The ovarian surface epithelium (OSE) is a monolayer of cells surrounding the ovary that is ruptured during ovulation. After ovulation, the wound is repaired, however, this process is poorly understood. In epithelial tissues, wound repair is mediated by an epithelial-to-mesenchymal transition (EMT). Transforming Growth Factor Beta-1 (TGFβ1) is a cytokine commonly known to induce an EMT and is present throughout the ovarian microenvironment. We, therefore, hypothesized that TGFβ1 induces an EMT in OSE cells and activates signaling pathways important for wound repair. Treating primary cultures of mouse OSE cells with TGFβ1 induced an EMT mediated by TGFβRI signaling. The transcription factor Snail was the only EMT-associated transcription factor increased by TGFβ1 and, when overexpressed, was shown to increase OSE cell migration. A polymerase chain reaction array of TGFβ signaling targets determined Cyclooxygenase-2 (Cox2) to be most highly induced by TGFβ1. Constitutive Cox2 expression modestly increased migration and robustly enhanced cell survival, under stress conditions similar to those observed during wound repair.
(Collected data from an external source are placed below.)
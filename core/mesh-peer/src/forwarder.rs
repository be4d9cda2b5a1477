use std::sync::Arc;

use mesh_storage::client::RawChannel;
use mesh_storage::StorageClient;
use mesh_types::{FetchResponse, MsgId, RequestEnvelope, Status};

use crate::client::RequestHandler;
use crate::permissions::ConnectionPermissions;
use crate::relay::relay_non_fetch;

fn denied_fetch_response() -> FetchResponse {
    FetchResponse {
        status: Status::NotAllowed,
        result: Default::default(),
        crdt_result: Default::default(),
        seq: 0,
        end_seq: 0,
        row_count: 0,
        error: String::new(),
    }
}

/// Routes allowed request kinds from a remote peer to local storage,
/// replying `NotAllowed` for anything the connection's permissions forbid
/// (§4.9).
pub struct Forwarder<R: RawChannel> {
    local: Arc<StorageClient<R>>,
    permissions: ConnectionPermissions,
}

impl<R: RawChannel + 'static> Forwarder<R> {
    pub fn new(local: Arc<StorageClient<R>>, permissions: ConnectionPermissions) -> Arc<Self> {
        Arc::new(Self { local, permissions })
    }
}

impl<R: RawChannel + 'static> RequestHandler for Forwarder<R> {
    fn handle(&self, _msg_id: &MsgId, request: RequestEnvelope, reply: Arc<dyn Fn(RequestEnvelope) + Send + Sync>) {
        match request {
            RequestEnvelope::FetchRequest(req) => {
                if !self.permissions.fetch.allows_query(&req.query) {
                    reply(RequestEnvelope::FetchResponse(denied_fetch_response()));
                    return;
                }
                let response = self.local.fetch(req);
                response.on_reply(move |r: &FetchResponse| reply(RequestEnvelope::FetchResponse(r.clone())));
            }
            other => relay_non_fetch(&self.local, &self.permissions, other, reply),
        }
    }
}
The increase in Snail and Cox2 expression with TGFβ1 was reproduced in human OSE cultures, suggesting these responses are conserved between mouse and human. Finally, the induction of Cox2 expression in OSE cells during ovulatory wound repair was shown in vivo, suggesting TGFβ1 increases Cox2 to promote wound repair by enhancing cell survival. These data support that TGFβ1 promotes ovulatory wound repair by induction of an EMT and activation of a COX2-mediated pro-survival pathway. Understanding ovulatory wound repair may give insight into why ovulation is the primary non-hereditary risk factor for ovarian cancer.